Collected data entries

# # # # # # #

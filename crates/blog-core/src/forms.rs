//! Submitted form data and its validation.
//!
//! Fields arrive as optional strings. Before validation each field is trimmed
//! and blank values become `None`, so "required" covers both a missing and an
//! empty field.

use std::collections::BTreeMap;

use serde::{Deserialize, Serialize};
use validator::{Validate, ValidationErrors};

/// Comment submitted on a post's detail page.
#[derive(Debug, Clone, Default, PartialEq, Eq, Serialize, Deserialize, Validate)]
pub struct CommentForm {
    #[validate(
        required(message = "This field is required."),
        length(max = 80, message = "Ensure this value has at most 80 characters.")
    )]
    pub name: Option<String>,
    #[validate(
        required(message = "This field is required."),
        email(message = "Enter a valid email address.")
    )]
    pub email: Option<String>,
    #[validate(required(message = "This field is required."))]
    pub body: Option<String>,
}

/// Recommend-a-post-by-email form.
#[derive(Debug, Clone, Default, PartialEq, Eq, Serialize, Deserialize, Validate)]
pub struct EmailPostForm {
    #[validate(
        required(message = "This field is required."),
        length(max = 25, message = "Ensure this value has at most 25 characters.")
    )]
    pub name: Option<String>,
    #[validate(
        required(message = "This field is required."),
        email(message = "Enter a valid email address.")
    )]
    pub email: Option<String>,
    #[validate(
        required(message = "This field is required."),
        email(message = "Enter a valid email address.")
    )]
    pub to: Option<String>,
    pub comment: Option<String>,
}

#[derive(Debug, Clone, Default, PartialEq, Eq, Serialize, Deserialize, Validate)]
pub struct SearchForm {
    #[validate(required(message = "This field is required."))]
    pub query: Option<String>,
}

/// A validatable form.
pub trait Form: Validate + Sized {
    /// Normalise raw input before validation.
    fn clean(self) -> Self;
}

impl Form for CommentForm {
    fn clean(self) -> Self {
        Self {
            name: clean_field(self.name),
            email: clean_field(self.email),
            body: clean_field(self.body),
        }
    }
}

impl Form for EmailPostForm {
    fn clean(self) -> Self {
        Self {
            name: clean_field(self.name),
            email: clean_field(self.email),
            to: clean_field(self.to),
            comment: clean_field(self.comment),
        }
    }
}

impl Form for SearchForm {
    fn clean(self) -> Self {
        Self {
            query: clean_field(self.query),
        }
    }
}

fn clean_field(value: Option<String>) -> Option<String> {
    value
        .map(|v| v.trim().to_string())
        .filter(|v| !v.is_empty())
}

/// Clean and validate submitted data.
///
/// Returns the cleaned data when valid, otherwise a bound [`FormState`]
/// carrying the entered values and per-field messages.
pub fn bind<F: Form>(data: F) -> Result<F, FormState<F>> {
    let data = data.clean();
    match data.validate() {
        Ok(()) => Ok(data),
        Err(errors) => Err(FormState::bound(data, FormErrors::from(&errors))),
    }
}

/// Field name to error messages.
#[derive(Debug, Clone, Default, PartialEq, Eq, Serialize)]
#[serde(transparent)]
pub struct FormErrors(BTreeMap<String, Vec<String>>);

impl FormErrors {
    pub fn is_empty(&self) -> bool {
        self.0.is_empty()
    }

    pub fn field(&self, name: &str) -> Option<&[String]> {
        self.0.get(name).map(Vec::as_slice)
    }

    pub fn fields(&self) -> impl Iterator<Item = &str> {
        self.0.keys().map(String::as_str)
    }
}

impl From<&ValidationErrors> for FormErrors {
    fn from(errors: &ValidationErrors) -> Self {
        let fields = errors
            .field_errors()
            .into_iter()
            .map(|(field, errs)| {
                let messages = errs
                    .iter()
                    .map(|e| {
                        e.message
                            .as_ref()
                            .map(ToString::to_string)
                            .unwrap_or_else(|| e.code.to_string())
                    })
                    .collect();
                (field.to_string(), messages)
            })
            .collect();
        Self(fields)
    }
}

/// A form as handed to the renderer.
#[derive(Debug, Clone, PartialEq, Eq, Serialize)]
pub struct FormState<F> {
    pub data: F,
    pub errors: FormErrors,
    pub is_bound: bool,
    pub is_valid: bool,
}

impl<F: Default> FormState<F> {
    /// An empty form that has not been submitted.
    pub fn unbound() -> Self {
        Self {
            data: F::default(),
            errors: FormErrors::default(),
            is_bound: false,
            is_valid: false,
        }
    }
}

impl<F> FormState<F> {
    /// A submitted form; valid exactly when `errors` is empty.
    pub fn bound(data: F, errors: FormErrors) -> Self {
        Self {
            is_bound: true,
            is_valid: errors.is_empty(),
            data,
            errors,
        }
    }

    pub fn valid(data: F) -> Self {
        Self::bound(data, FormErrors::default())
    }
}

#[cfg(test)]
mod tests {
    use super::*;

    const REQUIRED: &str = "This field is required.";
    const INVALID_EMAIL: &str = "Enter a valid email address.";

    fn comment(name: &str, email: &str, body: &str) -> CommentForm {
        CommentForm {
            name: Some(name.to_string()),
            email: Some(email.to_string()),
            body: Some(body.to_string()),
        }
    }

    #[test]
    fn test_valid_comment_is_trimmed() {
        let form = bind(comment("  Ann ", "ann@example.com ", " Nice post")).unwrap();
        assert_eq!(form.name.as_deref(), Some("Ann"));
        assert_eq!(form.email.as_deref(), Some("ann@example.com"));
        assert_eq!(form.body.as_deref(), Some("Nice post"));
    }

    #[test]
    fn test_invalid_email_is_rejected() {
        let state = bind(comment("Ann", "not-an-email", "Nice post")).unwrap_err();
        assert!(state.is_bound);
        assert!(!state.is_valid);
        assert_eq!(state.errors.field("email"), Some(&[INVALID_EMAIL.to_string()][..]));
        assert_eq!(state.data.name.as_deref(), Some("Ann"));
    }

    #[test]
    fn test_blank_fields_are_required() {
        let state = bind(comment("   ", "", "body")).unwrap_err();
        assert_eq!(state.errors.field("name"), Some(&[REQUIRED.to_string()][..]));
        assert_eq!(state.errors.field("email"), Some(&[REQUIRED.to_string()][..]));
        assert!(state.errors.field("body").is_none());
    }

    #[test]
    fn test_share_name_length() {
        let form = EmailPostForm {
            name: Some("x".repeat(26)),
            email: Some("a@example.com".into()),
            to: Some("b@example.com".into()),
            comment: None,
        };
        let state = bind(form).unwrap_err();
        assert_eq!(state.errors.fields().collect::<Vec<_>>(), vec!["name"]);
    }

    #[test]
    fn test_share_comment_is_optional() {
        let form = EmailPostForm {
            name: Some("Ann".into()),
            email: Some("a@example.com".into()),
            to: Some("b@example.com".into()),
            comment: Some("   ".into()),
        };
        let form = bind(form).unwrap();
        assert_eq!(form.comment, None);
    }

    #[test]
    fn test_share_requires_recipient() {
        let form = EmailPostForm {
            name: Some("Ann".into()),
            email: Some("a@example.com".into()),
            to: None,
            comment: None,
        };
        let state = bind(form).unwrap_err();
        assert_eq!(state.errors.field("to"), Some(&[REQUIRED.to_string()][..]));
    }

    #[test]
    fn test_whitespace_query_is_invalid() {
        let state = bind(SearchForm {
            query: Some("  ".into()),
        })
        .unwrap_err();
        assert!(state.errors.field("query").is_some());
    }

    #[test]
    fn test_bound_form_is_valid_only_without_errors() {
        let state = FormState::bound(SearchForm::default(), FormErrors::default());
        assert!(state.errors.is_empty());
        assert!(state.is_bound && state.is_valid);

        let state = bind(SearchForm::default()).unwrap_err();
        assert!(!state.errors.is_empty());
        assert!(state.is_bound && !state.is_valid);

        let unbound = FormState::<SearchForm>::unbound();
        assert!(unbound.errors.is_empty() && !unbound.is_bound);
    }

    #[test]
    fn test_form_state_serializes_errors_by_field() {
        let state = bind(comment("Ann", "bad", "x")).unwrap_err();
        let json = serde_json::to_value(&state).unwrap();
        assert_eq!(json["errors"]["email"][0], INVALID_EMAIL);
        assert_eq!(json["is_valid"], false);
    }
}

# # # # # # #

__EXERCISE DIRECTIONS__: Please retype all of the data above exactly as written.

__REPLY TO THE EXERCISE__:
filename crates/blog-core/src/forms.rs
//! Submitted form data and its validation.
//!
//! Fields arrive as optional strings. Before validation each field is trimmed
//! and blank values become `None`, so "required" covers both a missing and an
//! empty field.

use std::collections::BTreeMap;

use serde::{Deserialize, Serialize};
use validator::{Validate, ValidationErrors};

/// Comment submitted on a post's detail page.
#[derive(Debug, Clone, Default, PartialEq, Eq, Serialize, Deserialize, Validate)]
pub struct CommentForm {
    #[validate(
        required(message = "This field is required."),
        length(max = 80, message = "Ensure this value has at most 80 characters.")
    )]
    pub name: Option<String>,
    #[validate(
        required(message = "This field is required."),
        email(message = "Enter a valid email address.")
    )]
    pub email: Option<String>,
    #[validate(required(message = "This field is required."))]
    pub body: Option<String>,
}

/// Recommend-a-post-by-email form.
#[derive(Debug, Clone, Default, PartialEq, Eq, Serialize, Deserialize, Validate)]
pub struct EmailPostForm {
    #[validate(
        required(message = "This field is required."),
        length(max = 25, message = "Ensure this value has at most 25 characters.")
    )]
    pub name: Option<String>,
    #[validate(
        required(message = "This field is required."),
        email(message = "Enter a valid email address.")
    )]
    pub email: Option<String>,
    #[validate(
        required(message = "This field is required."),
        email(message = "Enter a valid email address.")
    )]
    pub to: Option<String>,
    pub comment: Option<String>,
}

#[derive(Debug, Clone, Default, PartialEq, Eq, Serialize, Deserialize, Validate)]
pub struct SearchForm {
    #[validate(required(message = "This field is required."))]
    pub query: Option<String>,
}

/// A validatable form.
pub trait Form: Validate + Sized {
    /// Normalise raw input before validation.
    fn clean(self) -> Self;
}

impl Form for CommentForm {
    fn clean(self) -> Self {
        Self {
            name: clean_field(self.name),
            email: clean_field(self.email),
            body: clean_field(self.body),
        }
    }
}

impl Form for EmailPostForm {
    fn clean(self) -> Self {
        Self {
            name: clean_field(self.name),
            email: clean_field(self.email),
            to: clean_field(self.to),
            comment: clean_field(self.comment),
        }
    }
}

impl Form for SearchForm {
    fn clean(self) -> Self {
        Self {
            query: clean_field(self.query),
        }
    }
}

fn clean_field(value: Option<String>) -> Option<String> {
    value
        .map(|v| v.trim().to_string())
        .filter(|v| !v.is_empty())
}

/// Clean and validate submitted data.
///
/// Returns the cleaned data when valid, otherwise a bound [`FormState`]
/// carrying the entered values and per-field messages.
pub fn bind<F: Form>(data: F) -> Result<F, FormState<F>> {
    let data = data.clean();
    match data.validate() {
        Ok(()) => Ok(data),
        Err(errors) => Err(FormState::bound(data, FormErrors::from(&errors))),
    }
}

/// Field name to error messages.
#[derive(Debug, Clone, Default, PartialEq, Eq, Serialize)]
#[serde(transparent)]
pub struct FormErrors(BTreeMap<String, Vec<String>>);

impl FormErrors {
    pub fn is_empty(&self) -> bool {
        self.0.is_empty()
    }

    pub fn field(&self, name: &str) -> Option<&[String]> {
        self.0.get(name).map(Vec::as_slice)
    }

    pub fn fields(&self) -> impl Iterator<Item = &str> {
        self.0.keys().map(String::as_str)
    }
}

impl From<&ValidationErrors> for FormErrors {
    fn from(errors: &ValidationErrors) -> Self {
        let fields = errors
            .field_errors()
            .into_iter()
            .map(|(field, errs)| {
                let messages = errs
                    .iter()
                    .map(|e| {
                        e.message
                            .as_ref()
                            .map(ToString::to_string)
                            .unwrap_or_else(|| e.code.to_string())
                    })
                    .collect();
                (field.to_string(), messages)
            })
            .collect();
        Self(fields)
    }
}

/// A form as handed to the renderer.
#[derive(Debug, Clone, PartialEq, Eq, Serialize)]
pub struct FormState<F> {
    pub data: F,
    pub errors: FormErrors,
    pub is_bound: bool,
    pub is_valid: bool,
}

impl<F: Default> FormState<F> {
    /// An empty form that has not been submitted.
    pub fn unbound() -> Self {
        Self {
            data: F::default(),
            errors: FormErrors::default(),
            is_bound: false,
            is_valid: false,
        }
    }
}

impl<F> FormState<F> {
    /// A submitted form; valid exactly when `errors` is empty.
    pub fn bound(data: F, errors: FormErrors) -> Self {
        Self {
            is_bound: true,
            is_valid: errors.is_empty(),
            data,
            errors,
        }
    }

    pub fn valid(data: F) -> Self {
        Self::bound(data, FormErrors::default())
    }
}

#[cfg(test)]
mod tests {
    use super::*;

    const REQUIRED: &str = "This field is required.";
    const INVALID_EMAIL: &str = "Enter a valid email address.";

    fn comment(name: &str, email: &str, body: &str) -> CommentForm {
        CommentForm {
            name: Some(name.to_string()),
            email: Some(email.to_string()),
            body: Some(body.to_string()),
        }
    }

    #[test]
    fn test_valid_comment_is_trimmed() {
        let form = bind(comment("  Ann ", "ann@example.com ", " Nice post")).unwrap();
        assert_eq!(form.name.as_deref(), Some("Ann"));
        assert_eq!(form.email.as_deref(), Some("ann@example.com"));
        assert_eq!(form.body.as_deref(), Some("Nice post"));
    }

    #[test]
    fn test_invalid_email_is_rejected() {
        let state = bind(comment("Ann", "not-an-email", "Nice post")).unwrap_err();
        assert!(state.is_bound);
        assert!(!state.is_valid);
        assert_eq!(state.errors.field("email"), Some(&[INVALID_EMAIL.to_string()][..]));
        assert_eq!(state.data.name.as_deref(), Some("Ann"));
    }

    #[test]
    fn test_blank_fields_are_required() {
        let state = bind(comment("   ", "", "body")).unwrap_err();
        assert_eq!(state.errors.field("name"), Some(&[REQUIRED.to_string()][..]));
        assert_eq!(state.errors.field("email"), Some(&[REQUIRED.to_string()][..]));
        assert!(state.errors.field("body").is_none());
    }

    #[test]
    fn test_share_name_length() {
        let form = EmailPostForm {
            name: Some("x".repeat(26)),
            email: Some("a@example.com".into()),
            to: Some("b@example.com".into()),
            comment: None,
        };
        let state = bind(form).unwrap_err();
        assert_eq!(state.errors.fields().collect::<Vec<_>>(), vec!["name"]);
    }

    #[test]
    fn test_share_comment_is_optional() {
        let form = EmailPostForm {
            name: Some("Ann".into()),
            email: Some("a@example.com".into()),
            to: Some("b@example.com".into()),
            comment: Some("   ".into()),
        };
        let form = bind(form).unwrap();
        assert_eq!(form.comment, None);
    }

    #[test]
    fn test_share_requires_recipient() {
        let form = EmailPostForm {
            name: Some("Ann".into()),
            email: Some("a@example.com".into()),
            to: None,
            comment: None,
        };
        let state = bind(form).unwrap_err();
        assert_eq!(state.errors.field("to"), Some(&[REQUIRED.to_string()][..]));
    }

    #[test]
    fn test_whitespace_query_is_invalid() {
        let state = bind(SearchForm {
            query: Some("  ".into()),
        })
        .unwrap_err();
        assert!(state.errors.field("query").is_some());
    }

    #[test]
    fn test_bound_form_is_valid_only_without_errors() {
        let state = FormState::bound(SearchForm::default(), FormErrors::default());
        assert!(state.errors.is_empty());
        assert!(state.is_bound && state.is_valid);

        let state = bind(SearchForm::default()).unwrap_err();
        assert!(!state.errors.is_empty());
        assert!(state.is_bound && !state.is_valid);

        let unbound = FormState::<SearchForm>::unbound();
        assert!(unbound.errors.is_empty() && !unbound.is_bound);
    }

    #[test]
    fn test_form_state_serializes_errors_by_field() {
        let state = bind(comment("Ann", "bad", "x")).unwrap_err();
        let json = serde_json::to_value(&state).unwrap();
        assert_eq!(json["errors"]["email"][0], INVALID_EMAIL);
        assert_eq!(json["is_valid"], false);
    }
}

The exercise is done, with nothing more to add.